I've pitched at 15 degrees to get a faux lager and it was fine. In fact it won at QABC a few years ago as a lager.


----------



## Killer Brew (6/6/16)

I pitched US-05 in my latest pale ale at 15 degrees and fermented out at 17 degrees. Tastes great.


----------



## brewdjoffe (6/6/16)

Great, thank you for your replies. Can't wait to try this one. I'll let you know the results.


----------



## peteru (6/6/16)

It'll be fine, but you may experience a little more lag. The trick is not to worry.


----------



## Coodgee (6/6/16)

I pitched 2 cups of thick us05 slurry from a recent pale ale on Saturday night at 16 and it had a big 2 inch krausen when i woke up.


----------



## fishingbrad (6/6/16)

I wish I had 2 Inches in the morning, might be able to see it over my guts.


----------



## Killer Brew (6/6/16)

fishingbrad said:


> I wish I had 2 Inches in the morning, might be able to see it over my guts.

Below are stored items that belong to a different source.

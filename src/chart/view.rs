use crate::chart::store::SequenceStore;
use crate::chart::types::{MAX_DISPLAY_CANDLES, MIN_DISPLAY_CANDLES};
use std::ops::Range;

#[derive(Debug, Clone, Copy, PartialEq, Eq)]
pub struct ViewWindow {
    start_index: usize,
    display_count: usize,
}

impl ViewWindow {
    pub fn new(display_count: usize) -> Self {
        Self {
            start_index: 0,
            display_count: display_count.clamp(MIN_DISPLAY_CANDLES, MAX_DISPLAY_CANDLES),
        }
    }

    pub fn start_index(&self) -> usize {
        self.start_index
    }

    pub fn display_count(&self) -> usize {
        self.display_count
    }

    pub fn max_start(&self, store_len: usize) -> usize {
        store_len.saturating_sub(self.display_count)
    }

    pub fn scroll_to(&mut self, start_index: usize, store_len: usize) {
        self.start_index = start_index.min(self.max_start(store_len));
    }

    pub fn clamp(&mut self, store_len: usize) {
        self.start_index = self.start_index.min(self.max_start(store_len));
    }

    // Prepended history shifts the window right so the same bars stay on
    // screen.
    pub fn shift_right(&mut self, prepended: usize, store_len: usize) {
        self.start_index = (self.start_index + prepended).min(self.max_start(store_len));
    }

    pub fn rebase_left(&mut self, trimmed_left: usize) {
        self.start_index = self.start_index.saturating_sub(trimmed_left);
    }

    pub fn snap_to_tail(&mut self, store_len: usize) {
        self.start_index = self.max_start(store_len);
    }

    // Only clamps the count; recentering around an anchor is the caller's
    // move so the anchored bar keeps its on-screen position.
    pub fn set_display_count(&mut self, display_count: usize) {
        self.display_count = display_count.clamp(MIN_DISPLAY_CANDLES, MAX_DISPLAY_CANDLES);
    }

    pub fn visible_range(&self, store_len: usize) -> Range<usize> {
        let start = self.start_index.min(store_len);
        let end = (start + self.display_count).min(store_len);
        start..end
    }

    pub fn left_margin(&self) -> usize {
        self.start_index
    }

    pub fn right_margin(&self, store_len: usize) -> usize {
        store_len.saturating_sub(self.visible_range(store_len).end)
    }

    pub fn is_at_latest_edge(&self, store: &SequenceStore) -> bool {
        let Some(latest_known) = store.latest_known_sequence() else {
            return true;
        };
        let range = self.visible_range(store.len());
        if range.is_empty() {
            return true;
        }
        store.bars()[range.end - 1].sequence >= latest_known
    }
}
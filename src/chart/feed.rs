use crate::chart::runtime::ChartCommand;
use crate::chart::types::{Bar, ChartTimeframe};
use std::time::Duration;
use tokio::sync::mpsc;
use tokio::time::MissedTickBehavior;
use tokio_util::sync::CancellationToken;

// Deterministic bar source for demos and runtime tests; no wall clock, so
// the same start sequence always produces the same series.
#[derive(Debug, Clone)]
pub struct SyntheticFeed {
    next_sequence: i64,
    timeframe: ChartTimeframe,
    price: f64,
}

impl SyntheticFeed {
    pub fn new(start_sequence: i64, timeframe: ChartTimeframe) -> Self {
        Self {
            next_sequence: start_sequence.max(1),
            timeframe,
            price: 100_000.0,
        }
    }

    pub fn next_sequence(&self) -> i64 {
        self.next_sequence
    }

    pub fn next_bar(&mut self) -> Bar {
        let sequence = self.next_sequence;
        self.next_sequence += 1;

        let drift = ((sequence % 7) as f64 - 3.0) * 2.1;
        let open = self.price;
        let close = (open + drift).max(1.0);
        let high = open.max(close) + 1.25;
        let low = (open.min(close) - 1.1).max(0.1);
        let volume = 2.0 + (sequence % 5) as f64 * 0.3;
        self.price = close;

        Bar::new(
            sequence,
            sequence * self.timeframe.duration_ms(),
            open,
            high,
            low,
            close,
            volume,
        )
    }

    pub fn history(&mut self, count: usize) -> Vec<Bar> {
        (0..count).map(|_| self.next_bar()).collect()
    }
}

pub async fn run_synthetic_feed(
    commands: mpsc::Sender<ChartCommand>,
    timeframe: ChartTimeframe,
    start_sequence: i64,
    emit_interval: Duration,
    cancel_token: CancellationToken,
) {
    let mut feed = SyntheticFeed::new(start_sequence, timeframe);
    let mut ticker = tokio::time::interval(emit_interval);
    ticker.set_missed_tick_behavior(MissedTickBehavior::Skip);

    while !cancel_token.is_cancelled() {
        tokio::select! {
            _ = cancel_token.cancelled() => break,
            _ = ticker.tick() => {
                let bar = feed.next_bar();
                let latest = bar.sequence;
                let command = ChartCommand::LiveBar {
                    bar,
                    latest_known_sequence: Some(latest),
                };
                if commands.send(command).await.is_err() {
                    break;
                }
            }
        }
    }
}

#[cfg(test)]
mod tests {
    use super::*;

    #[test]
    fn produces_monotonic_sequences_and_valid_ohlc() {
        let mut feed = SyntheticFeed::new(1, ChartTimeframe::M1);
        let bars = feed.history(200);

        for pair in bars.windows(2) {
            assert_eq!(pair[1].sequence, pair[0].sequence + 1);
        }
        for bar in &bars {
            assert!(bar.low <= bar.open.min(bar.close));
            assert!(bar.open.max(bar.close) <= bar.high);
            assert!(bar.volume > 0.0);
        }
    }

    #[test]
    fn same_start_sequence_repeats_the_series() {
        let mut first = SyntheticFeed::new(50, ChartTimeframe::M5);
        let mut second = SyntheticFeed::new(50, ChartTimeframe::M5);
        assert_eq!(first.history(25), second.history(25));
    }

    #[tokio::test(start_paused = true)]
    async fn feeds_live_bars_until_cancelled() {
        let (command_tx, mut command_rx) = mpsc::channel(16);
        let cancel = CancellationToken::new();
        let handle = tokio::spawn(run_synthetic_feed(
            command_tx,
            ChartTimeframe::M1,
            301,
            Duration::from_millis(100),
            cancel.clone(),
        ));

        let mut received = Vec::new();
        while received.len() < 3 {
            match command_rx.recv().await {
                Some(ChartCommand::LiveBar { bar, .. }) => received.push(bar.sequence),
                Some(_) => {}
                None => panic!("feed ended early"),
            }
        }
        assert_eq!(received, vec![301, 302, 303]);

        cancel.cancel();
        handle.await.expect("feed task should join");
    }
}
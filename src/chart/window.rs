use crate::chart::buffer::{
    check_buffer_needs, lookback_shortfall, BufferNeeds, FetchDirection, FetchRequest,
    MergeDirection,
};
use crate::chart::indicator::{
    max_lookback, recompute_indicators, IndicatorCategory, IndicatorKind, IndicatorSettings,
    IndicatorSpec,
};
use crate::chart::store::{MergeOutcome, SequenceStore};
use crate::chart::types::{Bar, ChartConfig, ChartFrame};
use crate::chart::view::ViewWindow;
use crate::error::ChartError;
use tracing::debug;

#[derive(Debug)]
pub struct CandleWindowManager {
    config: ChartConfig,
    store: SequenceStore,
    view: ViewWindow,
    indicators: Vec<IndicatorSpec>,
    next_indicator_id: u64,
    follow_latest: bool,
    is_initializing: bool,
    loading_past: bool,
    loading_future: bool,
    frame_dirty: bool,
}

impl CandleWindowManager {
    pub fn new(config: ChartConfig) -> Self {
        let store = SequenceStore::new(config.oldest_available_sequence);
        let view = ViewWindow::new(config.display_count);
        Self {
            config,
            store,
            view,
            indicators: Vec::new(),
            next_indicator_id: 1,
            follow_latest: true,
            is_initializing: true,
            loading_past: false,
            loading_future: false,
            frame_dirty: false,
        }
    }

    pub fn config(&self) -> &ChartConfig {
        &self.config
    }

    pub fn store(&self) -> &SequenceStore {
        &self.store
    }

    pub fn view(&self) -> &ViewWindow {
        &self.view
    }

    pub fn indicators(&self) -> &[IndicatorSpec] {
        &self.indicators
    }

    pub fn is_initializing(&self) -> bool {
        self.is_initializing
    }

    pub fn loading_past(&self) -> bool {
        self.loading_past
    }

    pub fn loading_future(&self) -> bool {
        self.loading_future
    }

    pub fn following_latest(&self) -> bool {
        self.follow_latest
    }

    pub fn at_latest_edge(&self) -> bool {
        self.view.is_at_latest_edge(&self.store)
    }

    pub fn max_lookback(&self) -> usize {
        max_lookback(&self.indicators)
    }

    pub fn visible_bars(&self) -> &[Bar] {
        &self.store.bars()[self.view.visible_range(self.store.len())]
    }

    pub fn initialize(
        &mut self,
        bars: Vec<Bar>,
        latest_known_sequence: Option<i64>,
        anchor_sequence: Option<i64>,
    ) {
        self.store.replace_all(bars, latest_known_sequence);
        recompute_indicators(self.store.bars_mut(), &self.indicators);

        self.is_initializing = false;
        self.loading_past = false;
        self.loading_future = false;
        self.frame_dirty = true;

        if self.store.is_empty() {
            self.view.scroll_to(0, 0);
            self.follow_latest = true;
            return;
        }

        match anchor_sequence.and_then(|sequence| self.store.index_of_first_at_or_after(sequence)) {
            Some(anchor_index) => self.view.scroll_to(anchor_index, self.store.len()),
            None => self.view.snap_to_tail(self.store.len()),
        }
        self.follow_latest = self.view.is_at_latest_edge(&self.store);
    }

    pub fn merge(
        &mut self,
        bars: Vec<Bar>,
        direction: MergeDirection,
        latest_known_sequence: Option<i64>,
    ) -> MergeOutcome {
        match direction {
            MergeDirection::Past => self.loading_past = false,
            MergeDirection::Future => self.loading_future = false,
            MergeDirection::Update => {}
        }

        if bars.is_empty() {
            self.frame_dirty = true;
            return MergeOutcome::default();
        }

        let outcome = self.store.merge(bars);
        if let Some(latest) = latest_known_sequence {
            self.store.announce_latest_sequence(latest);
        }

        match direction {
            MergeDirection::Past => self.view.shift_right(outcome.prepended, self.store.len()),
            MergeDirection::Future | MergeDirection::Update => {
                if self.follow_latest {
                    self.view.snap_to_tail(self.store.len());
                } else {
                    self.view.clamp(self.store.len());
                }
            }
        }

        self.maybe_trim();
        recompute_indicators(self.store.bars_mut(), &self.indicators);
        self.frame_dirty = true;
        outcome
    }

    pub fn announce_latest_sequence(&mut self, sequence: i64) {
        self.store.announce_latest_sequence(sequence);
        self.frame_dirty = true;
    }

    pub fn scroll_to(&mut self, start_index: usize) {
        self.view.scroll_to(start_index, self.store.len());
        // Edge detection on every user-driven window change: scrolling away
        // disengages follow-latest, scrolling back to the edge re-engages it.
        self.follow_latest = self.view.is_at_latest_edge(&self.store);
        self.frame_dirty = true;
    }

    pub fn set_display_count(&mut self, display_count: usize, anchor_sequence: Option<i64>) {
        let old_start = self.view.start_index();
        let old_count = self.view.display_count();
        let anchor_index =
            anchor_sequence.and_then(|sequence| self.store.index_of_first_at_or_after(sequence));

        self.view.set_display_count(display_count);

        match anchor_index {
            Some(index) => {
                // Keep the anchored bar at the same relative position so it
                // stays under the cursor through the resize.
                let offset = index.saturating_sub(old_start);
                let ratio = offset as f64 / old_count.max(1) as f64;
                let new_offset = (ratio * self.view.display_count() as f64).round() as usize;
                self.view
                    .scroll_to(index.saturating_sub(new_offset), self.store.len());
            }
            None => self.view.clamp(self.store.len()),
        }

        self.follow_latest = self.view.is_at_latest_edge(&self.store);
        self.frame_dirty = true;
    }

    pub fn add_indicator(
        &mut self,
        kind: IndicatorKind,
        category: Option<IndicatorCategory>,
        settings: Option<IndicatorSettings>,
    ) -> Result<IndicatorSpec, ChartError> {
        let settings = settings.unwrap_or_default();
        settings.validate_for(kind)?;

        let spec = IndicatorSpec {
            id: self.next_indicator_id,
            kind,
            category: category.unwrap_or_else(|| kind.default_category()),
            settings,
        };
        self.next_indicator_id += 1;
        self.indicators.push(spec.clone());

        recompute_indicators(self.store.bars_mut(), &self.indicators);
        self.frame_dirty = true;
        Ok(spec)
    }

    pub fn update_indicator(
        &mut self,
        id: u64,
        kind: Option<IndicatorKind>,
        category: Option<IndicatorCategory>,
        settings: Option<IndicatorSettings>,
    ) -> Result<IndicatorSpec, ChartError> {
        let index = self
            .indicators
            .iter()
            .position(|spec| spec.id == id)
            .ok_or(ChartError::UnknownIndicator(id))?;

        let current = &self.indicators[index];
        let next_kind = kind.unwrap_or(current.kind);
        let next_category = match (category, kind) {
            (Some(category), _) => category,
            (None, Some(new_kind)) => new_kind.default_category(),
            (None, None) => current.category,
        };
        let next_settings = settings.unwrap_or_else(|| current.settings.clone());
        next_settings.validate_for(next_kind)?;

        let spec = IndicatorSpec {
            id,
            kind: next_kind,
            category: next_category,
            settings: next_settings,
        };
        self.indicators[index] = spec.clone();

        recompute_indicators(self.store.bars_mut(), &self.indicators);
        self.frame_dirty = true;
        Ok(spec)
    }

    pub fn remove_indicator(&mut self, id: u64) -> Result<(), ChartError> {
        let index = self
            .indicators
            .iter()
            .position(|spec| spec.id == id)
            .ok_or(ChartError::UnknownIndicator(id))?;
        self.indicators.remove(index);

        recompute_indicators(self.store.bars_mut(), &self.indicators);
        self.frame_dirty = true;
        Ok(())
    }

    pub fn buffer_needs(&self) -> BufferNeeds {
        check_buffer_needs(
            &self.view,
            &self.store,
            self.config.fetch_threshold,
            self.max_lookback(),
            self.loading_past,
            self.loading_future,
        )
    }

    pub fn lookback_shortfall(&self) -> usize {
        lookback_shortfall(&self.view, &self.store, self.max_lookback())
    }

    pub fn set_buffer_loading(&mut self, direction: FetchDirection, loading: bool) {
        match direction {
            FetchDirection::Past => self.loading_past = loading,
            FetchDirection::Future => self.loading_future = loading,
        }
    }

    pub fn fetch_request(&self, direction: FetchDirection, epoch: u64) -> FetchRequest {
        FetchRequest {
            epoch,
            direction,
            min_loaded_sequence: self.store.min_loaded_sequence(),
            max_loaded_sequence: self.store.max_loaded_sequence(),
            latest_known_sequence: self.store.latest_known_sequence(),
            left_buffer: self.view.left_margin(),
            right_buffer: self.view.right_margin(self.store.len()),
            max_lookback: self.max_lookback(),
        }
    }

    pub fn reset(&mut self) {
        self.store.clear();
        self.view.scroll_to(0, 0);
        self.follow_latest = true;
        self.is_initializing = true;
        self.loading_past = false;
        self.loading_future = false;
        self.frame_dirty = true;
    }

    pub fn take_frame_dirty(&mut self) -> bool {
        std::mem::take(&mut self.frame_dirty)
    }

    pub fn frame(&self) -> ChartFrame {
        ChartFrame {
            symbol: self.config.symbol.clone(),
            timeframe: self.config.timeframe,
            bars: self.visible_bars().to_vec(),
            start_index: self.view.start_index(),
            display_count: self.view.display_count(),
            store_len: self.store.len(),
            min_loaded_sequence: self.store.min_loaded_sequence(),
            max_loaded_sequence: self.store.max_loaded_sequence(),
            latest_known_sequence: self.store.latest_known_sequence(),
            is_initializing: self.is_initializing,
            loading_past: self.loading_past,
            loading_future: self.loading_future,
            at_latest_edge: self.at_latest_edge(),
            following_latest: self.follow_latest,
        }
    }

    // Memory stays bounded during long live sessions; the kept window always
    // spans the view plus buffer and lookback margins.
    fn maybe_trim(&mut self) {
        let capacity = self.view.display_count() + 2 * self.config.buffer_candles;
        if self.store.len() <= capacity + capacity / 2 {
            return;
        }

        let lookback = self.max_lookback();
        let width = capacity + lookback;
        let len = self.store.len();

        let mut keep_start = self
            .view
            .start_index()
            .saturating_sub(self.config.buffer_candles + lookback);
        if keep_start + width > len {
            keep_start = len.saturating_sub(width);
        }
        let keep_end = (keep_start + width).min(len);

        let removed_left = self.store.trim_to(keep_start..keep_end);
        debug!(
            removed_left,
            kept = self.store.len(),
            "trimmed candle store"
        );
        self.view.rebase_left(removed_left);
        self.view.clamp(self.store.len());
    }
}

You only have a 2 inch gut? You need to brew more.


----------



## MatGee (16/7/22)

Came for the advice, stayed for the comedy!


----------



## yankinoz (16/7/22)

No worries. I pitch US-05 at 16, which is what a few commercial breweries do. It lengthens lag time a bit, but is supposed to give a cleaner brew. Recommendations to pitch above 20 might stem from worries over sanitation if lag times are long. Who knows?

The brewery that was the earliest known user of the yeast pitched at 14, to brew a faux lager.


----------